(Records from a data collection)
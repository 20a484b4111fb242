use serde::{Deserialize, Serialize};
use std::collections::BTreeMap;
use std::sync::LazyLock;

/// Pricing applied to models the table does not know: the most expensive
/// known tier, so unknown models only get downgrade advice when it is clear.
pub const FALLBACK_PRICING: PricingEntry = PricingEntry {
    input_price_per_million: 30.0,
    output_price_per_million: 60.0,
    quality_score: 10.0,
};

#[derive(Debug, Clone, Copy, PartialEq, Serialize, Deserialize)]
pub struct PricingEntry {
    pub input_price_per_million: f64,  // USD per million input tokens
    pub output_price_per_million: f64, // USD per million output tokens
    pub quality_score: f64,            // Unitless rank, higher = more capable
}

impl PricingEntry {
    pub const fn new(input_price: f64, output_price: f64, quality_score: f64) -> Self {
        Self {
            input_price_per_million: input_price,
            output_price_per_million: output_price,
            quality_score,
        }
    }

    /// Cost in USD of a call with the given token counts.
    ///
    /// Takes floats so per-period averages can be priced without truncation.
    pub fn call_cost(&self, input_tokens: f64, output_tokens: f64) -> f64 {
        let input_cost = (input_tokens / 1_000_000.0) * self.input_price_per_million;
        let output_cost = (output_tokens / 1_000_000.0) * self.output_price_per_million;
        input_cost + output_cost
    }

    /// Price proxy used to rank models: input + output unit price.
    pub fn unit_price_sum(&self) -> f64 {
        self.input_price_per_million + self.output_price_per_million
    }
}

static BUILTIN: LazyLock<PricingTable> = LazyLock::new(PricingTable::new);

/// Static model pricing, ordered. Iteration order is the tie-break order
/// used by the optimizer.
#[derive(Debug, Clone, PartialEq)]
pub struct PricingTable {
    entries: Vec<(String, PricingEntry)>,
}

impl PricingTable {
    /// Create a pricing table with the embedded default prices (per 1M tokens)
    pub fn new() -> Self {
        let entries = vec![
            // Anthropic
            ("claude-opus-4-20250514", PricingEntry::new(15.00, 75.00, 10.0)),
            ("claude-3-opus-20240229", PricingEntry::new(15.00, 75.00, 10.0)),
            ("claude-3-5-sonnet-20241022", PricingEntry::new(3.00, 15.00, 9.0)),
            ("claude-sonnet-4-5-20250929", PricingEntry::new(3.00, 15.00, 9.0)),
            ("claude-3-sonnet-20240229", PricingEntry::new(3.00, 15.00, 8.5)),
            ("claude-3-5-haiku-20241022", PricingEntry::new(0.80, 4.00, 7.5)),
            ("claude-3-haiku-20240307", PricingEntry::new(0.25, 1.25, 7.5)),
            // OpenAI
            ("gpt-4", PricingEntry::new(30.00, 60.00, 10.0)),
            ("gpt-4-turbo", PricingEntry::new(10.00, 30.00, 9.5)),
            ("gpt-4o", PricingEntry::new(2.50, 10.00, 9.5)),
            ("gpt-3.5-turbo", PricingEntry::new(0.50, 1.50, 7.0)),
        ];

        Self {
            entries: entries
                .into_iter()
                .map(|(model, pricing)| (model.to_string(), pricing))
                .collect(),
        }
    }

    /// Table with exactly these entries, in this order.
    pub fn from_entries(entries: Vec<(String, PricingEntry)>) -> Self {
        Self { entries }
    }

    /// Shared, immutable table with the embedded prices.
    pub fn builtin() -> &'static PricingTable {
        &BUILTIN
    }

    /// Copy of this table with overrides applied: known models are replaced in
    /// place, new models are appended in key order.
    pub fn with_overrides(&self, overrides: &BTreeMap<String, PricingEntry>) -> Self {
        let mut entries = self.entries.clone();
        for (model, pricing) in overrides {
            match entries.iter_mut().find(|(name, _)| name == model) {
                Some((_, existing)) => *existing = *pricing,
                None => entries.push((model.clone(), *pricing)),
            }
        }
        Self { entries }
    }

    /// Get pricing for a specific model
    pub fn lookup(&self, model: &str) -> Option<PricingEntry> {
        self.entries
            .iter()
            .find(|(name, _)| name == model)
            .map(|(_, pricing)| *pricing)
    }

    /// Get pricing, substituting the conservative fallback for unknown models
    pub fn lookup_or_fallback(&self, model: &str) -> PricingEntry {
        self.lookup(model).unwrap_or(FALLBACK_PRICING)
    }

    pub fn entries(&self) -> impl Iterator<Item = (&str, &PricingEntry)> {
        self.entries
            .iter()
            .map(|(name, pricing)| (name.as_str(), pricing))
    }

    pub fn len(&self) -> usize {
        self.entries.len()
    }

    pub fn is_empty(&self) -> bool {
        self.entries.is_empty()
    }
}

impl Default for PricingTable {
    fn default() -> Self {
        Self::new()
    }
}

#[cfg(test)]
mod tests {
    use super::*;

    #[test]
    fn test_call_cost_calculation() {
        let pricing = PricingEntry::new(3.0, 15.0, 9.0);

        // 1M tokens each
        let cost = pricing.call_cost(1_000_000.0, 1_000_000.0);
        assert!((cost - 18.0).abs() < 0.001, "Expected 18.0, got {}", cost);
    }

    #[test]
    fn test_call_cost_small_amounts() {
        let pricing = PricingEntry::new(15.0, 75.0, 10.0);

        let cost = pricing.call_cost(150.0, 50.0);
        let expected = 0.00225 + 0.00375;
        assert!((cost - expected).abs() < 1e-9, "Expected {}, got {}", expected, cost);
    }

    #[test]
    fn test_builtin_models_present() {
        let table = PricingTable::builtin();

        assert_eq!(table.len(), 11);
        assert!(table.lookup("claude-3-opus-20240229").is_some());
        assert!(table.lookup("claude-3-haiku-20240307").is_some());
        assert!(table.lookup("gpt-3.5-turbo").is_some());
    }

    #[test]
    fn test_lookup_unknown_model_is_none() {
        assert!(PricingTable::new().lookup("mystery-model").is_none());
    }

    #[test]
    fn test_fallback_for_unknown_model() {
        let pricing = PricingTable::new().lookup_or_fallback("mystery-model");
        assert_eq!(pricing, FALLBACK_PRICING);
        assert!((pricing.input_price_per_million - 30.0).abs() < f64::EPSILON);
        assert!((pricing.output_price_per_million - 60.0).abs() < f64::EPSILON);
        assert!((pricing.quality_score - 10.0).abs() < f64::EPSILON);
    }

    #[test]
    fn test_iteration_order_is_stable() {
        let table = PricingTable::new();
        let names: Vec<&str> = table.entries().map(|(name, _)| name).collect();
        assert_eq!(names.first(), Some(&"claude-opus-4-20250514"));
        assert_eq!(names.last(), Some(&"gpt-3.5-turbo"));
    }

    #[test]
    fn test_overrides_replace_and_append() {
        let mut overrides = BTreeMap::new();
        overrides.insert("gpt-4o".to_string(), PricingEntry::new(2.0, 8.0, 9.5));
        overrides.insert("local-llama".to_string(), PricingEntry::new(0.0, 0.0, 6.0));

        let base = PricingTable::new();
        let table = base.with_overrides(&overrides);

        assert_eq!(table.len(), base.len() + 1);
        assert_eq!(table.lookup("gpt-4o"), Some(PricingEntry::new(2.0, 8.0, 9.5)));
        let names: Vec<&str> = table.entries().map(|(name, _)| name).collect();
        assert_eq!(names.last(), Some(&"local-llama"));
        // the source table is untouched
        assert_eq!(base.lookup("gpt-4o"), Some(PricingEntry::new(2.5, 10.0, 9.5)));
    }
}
--
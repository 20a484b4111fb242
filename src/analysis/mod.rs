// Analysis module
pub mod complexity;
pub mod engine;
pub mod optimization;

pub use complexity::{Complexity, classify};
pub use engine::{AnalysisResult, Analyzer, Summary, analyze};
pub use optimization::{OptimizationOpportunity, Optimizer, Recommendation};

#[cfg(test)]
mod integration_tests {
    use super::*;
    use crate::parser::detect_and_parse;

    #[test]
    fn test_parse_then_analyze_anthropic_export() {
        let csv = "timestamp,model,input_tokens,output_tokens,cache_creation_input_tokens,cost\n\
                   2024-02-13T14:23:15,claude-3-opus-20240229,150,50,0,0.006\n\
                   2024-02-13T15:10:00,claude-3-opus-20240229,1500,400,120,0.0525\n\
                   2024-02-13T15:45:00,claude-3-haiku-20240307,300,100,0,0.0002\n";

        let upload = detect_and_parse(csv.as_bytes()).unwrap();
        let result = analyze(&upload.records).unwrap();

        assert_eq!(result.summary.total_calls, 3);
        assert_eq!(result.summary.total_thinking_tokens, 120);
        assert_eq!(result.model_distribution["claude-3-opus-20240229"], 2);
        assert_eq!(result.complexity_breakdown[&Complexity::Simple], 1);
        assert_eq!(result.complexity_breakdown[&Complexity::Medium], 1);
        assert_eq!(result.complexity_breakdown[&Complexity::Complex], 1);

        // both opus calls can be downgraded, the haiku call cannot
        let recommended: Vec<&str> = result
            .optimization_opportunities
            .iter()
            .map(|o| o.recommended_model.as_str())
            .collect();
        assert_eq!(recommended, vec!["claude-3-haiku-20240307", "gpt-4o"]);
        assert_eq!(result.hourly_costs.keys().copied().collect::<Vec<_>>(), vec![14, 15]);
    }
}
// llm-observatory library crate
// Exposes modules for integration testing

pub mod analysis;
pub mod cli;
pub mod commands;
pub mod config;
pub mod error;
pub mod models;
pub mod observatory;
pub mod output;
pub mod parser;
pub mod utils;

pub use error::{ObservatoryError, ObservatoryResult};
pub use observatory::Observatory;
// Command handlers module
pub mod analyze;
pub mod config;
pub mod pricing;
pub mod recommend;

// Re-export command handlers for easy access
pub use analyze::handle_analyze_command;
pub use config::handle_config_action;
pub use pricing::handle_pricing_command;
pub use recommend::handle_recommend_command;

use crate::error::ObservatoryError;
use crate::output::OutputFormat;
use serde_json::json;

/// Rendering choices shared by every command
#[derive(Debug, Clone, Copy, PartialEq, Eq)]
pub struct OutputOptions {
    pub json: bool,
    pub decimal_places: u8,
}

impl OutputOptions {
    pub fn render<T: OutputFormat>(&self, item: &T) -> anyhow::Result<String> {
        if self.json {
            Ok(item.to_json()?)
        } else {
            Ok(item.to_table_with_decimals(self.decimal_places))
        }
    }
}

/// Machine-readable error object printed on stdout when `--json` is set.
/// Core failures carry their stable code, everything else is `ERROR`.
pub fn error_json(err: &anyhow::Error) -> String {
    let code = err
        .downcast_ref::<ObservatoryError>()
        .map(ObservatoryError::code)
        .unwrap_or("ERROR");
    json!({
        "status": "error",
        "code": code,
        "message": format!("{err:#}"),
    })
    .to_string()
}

▸ **What you are asked to do**
Go through the records. Copy each line where "crate" appears.

▸ **Answer**
    use crate::parser::detect_and_parse;
// llm-observatory library crate
use crate::error::ObservatoryError;
use crate::output::OutputFormat;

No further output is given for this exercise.